The “slow magic” of food security: Why Philip Pardey is sounding the alarm on agri-food R&D
In January 2026, a headline in the New York Times posed a sobering warning: "For the World's Food Supply, Federal Funding Cuts Have Long-Term Impacts." For Philip Pardey, PhD, a professor in the Department of Applied Economics at the University of Minnesota’s College of Food, Agricultural and Natural Resource Sciences (CFANS), this article he is quoted in wasn’t just news — it was confirmation of an alarm he has long been sounding.
Pardey, who recently received a University of Minnesota 2025 Award for Global Engagement, has spent decades tracking a phenomenon he calls "slow magic." In agriculture, the "magic" is the scientific breakthrough — a seed that resists drought or a new production technology that accelerates crop yields — but the "slow" part is the catch. There is often a 20- to 30-year lag between the initial investment in a new line of research and the point where farmers at scale actually see the resulting benefits in their fields.
Speaking at the 2025 World Food Prize, Pardey emphasized that this timeline makes current funding cuts particularly dangerous. We are essentially eating the "research fruit" of seeds planted in the 1990s and early 2000s. If we stop planting those R&D seeds now, the cupboard will be bare for the next generation.
The math of hunger
In a recent piece published in Nature titled "Food will be more affordable — if we double funds for agriculture research now," Pardey and his co-authors laid out the R&D realities behind this crisis. While private-sector funding for agriculture has risen, it tends to focus on shorter-term gains and specific products. Meanwhile, public funding — the kind that supports "foundational" science like soil health and long-term climate and pest resilience — has plummeted. In the U.S., public ag R&D spending has dropped by a third in inflation-adjusted terms since its peak two decades ago, returning to levels not seen since the 1970s.
Pardey argues that this isn't just a budget line item; it's a threat to global stability. As he noted in a 2024 CFANS article, titled "Why you should care about ag R&D," agriculture is increasingly asked to do the impossible: produce more food for a growing population while using less water and land. Without a sizable and sustained infusion of additional research and development dollars, the math simply doesn't add up.
Data as the new fertilizer
Pardey doesn’t just study the problem; he builds the infrastructure to solve it. As the co-director of GEMS Informatics — a joint venture between CFANS and the Minnesota Supercomputing Institute — he treats data as a resource as vital as water.
GEMS is designed to solve one of the biggest headaches in modern science: turning "unruly" data into actionable information. Agricultural data is often scattered across different formats, from weather logs and soil sensors to genetic sequences and economic surveys. GEMS makes these data "interoperable," meaning it cleans and syncs these disparate sources so researchers can see the big picture. For example, a plant breeder can use data streams coupled with coded workflows being developed by GEMS to predict how a specific wheat variety will perform in the different climates that are likely 20 years from now. By turning messy, isolated data into scalable analytical tools, GEMS allows scientists to collaborate across borders, disciplines, and, especially, the public and private R&D divides in ways that accelerate data-driven agri-food innovation.
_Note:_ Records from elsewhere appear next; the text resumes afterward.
use std::collections::{BTreeSet, HashMap, HashSet};
use std::time::Instant;

use cedict_types::{IndexEntry, Line, LineEnding, Lines, count_units, lines};
use tracing::{debug, info, warn};

use crate::error::IndexError;
use crate::source::SourceText;

/// How decomposition records are attached to headwords.
#[derive(Clone, Copy, Debug, Default, Eq, PartialEq)]
pub enum MergePolicy {
    /// Every character of the headword, and of its sibling form on the same
    /// dictionary line, contributes the offset of its decomposition record.
    #[default]
    CharacterSet,
    /// Only a decomposition record keyed by the whole headword is attached,
    /// as a single offset pointing past the key and its separator.
    ExactHeadword,
}

impl MergePolicy {
    /// Parse `characters`/`chars` or `headword`/`exact`.
    pub fn from_name(raw: &str) -> Option<Self> {
        match raw.to_ascii_lowercase().as_str() {
            "characters" | "chars" => Some(MergePolicy::CharacterSet),
            "headword" | "exact" => Some(MergePolicy::ExactHeadword),
            _ => None,
        }
    }

    /// Separator used by the decomposition files each policy was written for.
    pub fn default_separator(self) -> KeySeparator {
        match self {
            MergePolicy::CharacterSet => KeySeparator::Char('_'),
            MergePolicy::ExactHeadword => KeySeparator::Char(':'),
        }
    }
}

/// What ends the key at the start of a decomposition line.
#[derive(Clone, Copy, Debug, Eq, PartialEq)]
pub enum KeySeparator {
    Char(char),
    /// A run of whitespace of any width.
    Whitespace,
}

impl KeySeparator {
    /// Parse `whitespace` or a single character.
    pub fn from_name(raw: &str) -> Option<Self> {
        if raw.eq_ignore_ascii_case("whitespace") {
            return Some(KeySeparator::Whitespace);
        }
        let mut chars = raw.chars();
        match (chars.next(), chars.next()) {
            (Some(c), None) => Some(KeySeparator::Char(c)),
            _ => None,
        }
    }

    fn split<'a>(self, body: &'a str) -> KeyParts<'a> {
        let trimmed = body.trim_start();
        let leading = &body[..body.len() - trimmed.len()];
        let bounds = match self {
            KeySeparator::Char(sep) => trimmed
                .find(sep)
                .map(|idx| (idx, idx + sep.len_utf8())),
            KeySeparator::Whitespace => trimmed.find(char::is_whitespace).map(|idx| {
                let rest = &trimmed[idx..];
                (idx, idx + rest.len() - rest.trim_start().len())
            }),
        };
        match bounds {
            Some((key_end, sep_end)) => KeyParts {
                leading,
                key: &trimmed[..key_end],
                separator: &trimmed[key_end..sep_end],
            },
            None => KeyParts {
                leading,
                key: trimmed.trim_end(),
                separator: "",
            },
        }
    }
}

struct KeyParts<'a> {
    leading: &'a str,
    key: &'a str,
    separator: &'a str,
}

impl KeyParts<'_> {
    /// Units from the start of the line to the first payload character.
    fn payload_delta(&self) -> u64 {
        count_units(self.leading, false)
            + count_units(self.key, false)
            + count_units(self.separator, false)
    }
}

/// Knobs for one index build.
#[derive(Clone, Debug, Eq, PartialEq)]
pub struct BuildOptions {
    /// Comment lines at the top of the dictionary that carry no entries.
    pub header_lines: usize,
    /// Line ending convention of the dictionary source.
    pub line_ending: LineEnding,
    pub policy: MergePolicy,
    pub separator: KeySeparator,
}

impl BuildOptions {
    pub fn new(policy: MergePolicy) -> Self {
        Self {
            header_lines: 0,
            line_ending: LineEnding::Lf,
            policy,
            separator: policy.default_separator(),
        }
    }
}

impl Default for BuildOptions {
    fn default() -> Self {
        Self::new(MergePolicy::CharacterSet)
    }
}

#[derive(Default)]
struct HeadwordData {
    occurrences: Vec<u64>,
    chars: HashSet<char>,
}

/// Running state of the dictionary pass. Borrows headwords from the source.
struct DictionaryPass<'a> {
    offset: u64,
    ending: LineEnding,
    track_chars: bool,
    entries: HashMap<&'a str, HeadwordData>,
    content_lines: usize,
    tokenless_lines: usize,
}

impl<'a> DictionaryPass<'a> {
    fn new(start: u64, options: &BuildOptions) -> Self {
        Self {
            offset: start,
            ending: options.line_ending,
            track_chars: options.policy == MergePolicy::CharacterSet,
            entries: HashMap::new(),
            content_lines: 0,
            tokenless_lines: 0,
        }
    }

    fn feed(&mut self, line: Line<'a>) {
        self.content_lines += 1;

        let mut words: Vec<&'a str> = Vec::with_capacity(2);
        for word in line.headwords() {
            if !words.contains(&word) {
                words.push(word);
            }
        }
        if words.is_empty() {
            self.tokenless_lines += 1;
        }

        let line_chars: HashSet<char> = if self.track_chars {
            words.iter().flat_map(|w| w.chars()).collect()
        } else {
            HashSet::new()
        };
        for word in words {
            let data = self.entries.entry(word).or_default();
            data.occurrences.push(self.offset);
            data.chars.extend(line_chars.iter().copied());
        }

        self.offset += line.units(self.ending);
    }
}

/// Running state of the decomposition pass.
struct DecompositionPass {
    offset: u64,
    policy: MergePolicy,
    separator: KeySeparator,
    keys: HashMap<String, u64>,
    replaced: usize,
}

impl DecompositionPass {
    fn new(options: &BuildOptions) -> Self {
        Self {
            offset: 0,
            policy: options.policy,
            separator: options.separator,
            keys: HashMap::new(),
            replaced: 0,
        }
    }

    fn feed(&mut self, line: Line<'_>) {
        let parts = self.separator.split(line.body);
        if !parts.key.is_empty() {
            let at = match self.policy {
                MergePolicy::CharacterSet => self.offset,
                MergePolicy::ExactHeadword => self.offset + parts.payload_delta(),
            };
            if self.keys.insert(parts.key.to_string(), at).is_some() {
                self.replaced += 1;
            }
        }
        self.offset += line.units(LineEnding::Lf);
    }
}

/// Build the sorted index for `dictionary`, cross-referenced with `decomposition`.
///
/// Each occurrence is the unit offset at which the dictionary line holding
/// the headword starts. Fails before producing anything when the dictionary
/// is shorter than its header or has no entries, or when the decomposition
/// source is empty.
pub fn build_index(
    dictionary: &SourceText,
    decomposition: &SourceText,
    options: &BuildOptions,
) -> Result<Vec<IndexEntry>, IndexError> {
    let started = Instant::now();
    let text = dictionary.text();
    inspect_source(dictionary, options.line_ending);

    let mut dict_lines = lines(text);
    let start = skip_header(
        dictionary.name(),
        &mut dict_lines,
        options.header_lines,
        options.line_ending,
    )?;
    debug!("{}: content starts at unit {start}", dictionary.name());

    let mut pass = DictionaryPass::new(start, options);
    for line in dict_lines {
        pass.feed(line);
    }
    if pass.content_lines == 0 {
        return Err(IndexError::malformed(
            dictionary.name(),
            format!("no entries after {} header lines", options.header_lines),
        ));
    }
    if pass.entries.is_empty() {
        return Err(IndexError::malformed(dictionary.name(), "no headwords found"));
    }
    if pass.tokenless_lines > 0 {
        warn!(
            "{}: {} lines without headwords",
            dictionary.name(),
            pass.tokenless_lines
        );
    }
    info!(
        "{}: {} lines, {} headwords, {} units",
        dictionary.name(),
        pass.content_lines,
        pass.entries.len(),
        pass.offset
    );

    let keys = read_decomposition(decomposition, options)?;
    let entries = merge(pass.entries, &keys, options.policy);
    info!(
        "index assembled: {} entries in {} ms",
        entries.len(),
        started.elapsed().as_millis()
    );
    Ok(entries)
}

fn skip_header(
    name: &str,
    lines: &mut Lines<'_>,
    header_lines: usize,
    ending: LineEnding,
) -> Result<u64, IndexError> {
    let mut offset = 0;
    for seen in 0..header_lines {
        let line = lines.next().ok_or_else(|| {
            IndexError::malformed(
                name,
                format!("expected {header_lines} header lines, found {seen}"),
            )
        })?;
        offset += line.units(ending);
    }
    Ok(offset)
}

fn read_decomposition(
    decomposition: &SourceText,
    options: &BuildOptions,
) -> Result<HashMap<String, u64>, IndexError> {
    let text = decomposition.text();
    if text.trim().is_empty() {
        return Err(IndexError::malformed(
            decomposition.name(),
            "decomposition source is empty",
        ));
    }
    inspect_source(decomposition, LineEnding::Lf);

    let mut pass = DecompositionPass::new(options);
    for line in lines(text) {
        pass.feed(line);
    }
    if pass.replaced > 0 {
        debug!(
            "{}: {} keys defined more than once, last record kept",
            decomposition.name(),
            pass.replaced
        );
    }
    info!(
        "{}: {} decomposition keys, {} units",
        decomposition.name(),
        pass.keys.len(),
        pass.offset
    );
    Ok(pass.keys)
}

fn merge(
    entries: HashMap<&str, HeadwordData>,
    keys: &HashMap<String, u64>,
    policy: MergePolicy,
) -> Vec<IndexEntry> {
    let mut merged: Vec<IndexEntry> = entries
        .into_iter()
        .map(|(headword, data)| {
            let decomposition_refs = match policy {
                MergePolicy::CharacterSet => {
                    let refs: BTreeSet<u64> = data
                        .chars
                        .iter()
                        .filter_map(|c| {
                            let mut buf = [0u8; 4];
                            keys.get(&*c.encode_utf8(&mut buf)).copied()
                        })
                        .collect();
                    refs.into_iter().collect()
                }
                MergePolicy::ExactHeadword => keys.get(headword).copied().into_iter().collect(),
            };
            IndexEntry {
                headword: headword.to_string(),
                occurrences: data.occurrences,
                decomposition_refs,
            }
        })
        .collect();
    merged.sort_unstable_by(|a, b| a.headword.cmp(&b.headword));
    merged
}

fn inspect_source(source: &SourceText, declared: LineEnding) {
    let text = source.text();
    if text.starts_with('\u{feff}') {
        warn!("{}: starts with a byte order mark, counted as one unit", source.name());
    }
    if let Some(found) = LineEnding::detect(text)
        && found != declared
    {
        warn!(
            "{}: counted as {declared} but the file uses {found} line endings",
            source.name()
        );
    }
}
This collaborative spirit extends to his work with 2Blades, a private non-profit organization dedicated to combatting crop diseases. By bridging the gap between sophisticated lab science and the myriad of input, output and service providers along agri-food value chains in the U.S. and beyond, Pardey helps ensure that innovation reaches the people who need it most.
Investing in the harvest
While the global recognition highlights his influence, Pardey’s focus remains on the urgency of the mission. For him, basic agricultural R&D is the ultimate "public good." It is the science that keeps grocery store shelves full and prevents the next global food crisis before it begins.
As he noted during his panel at the World Food Prize, the challenge isn't that we lack the brilliance to solve these problems — it's that we are losing the patience to fund them. In a world of instant gratification, Pardey’s work is a reminder that some of the most important progress takes decades to ripen, and we cannot afford to wait until we are hungry to start investing in the harvest.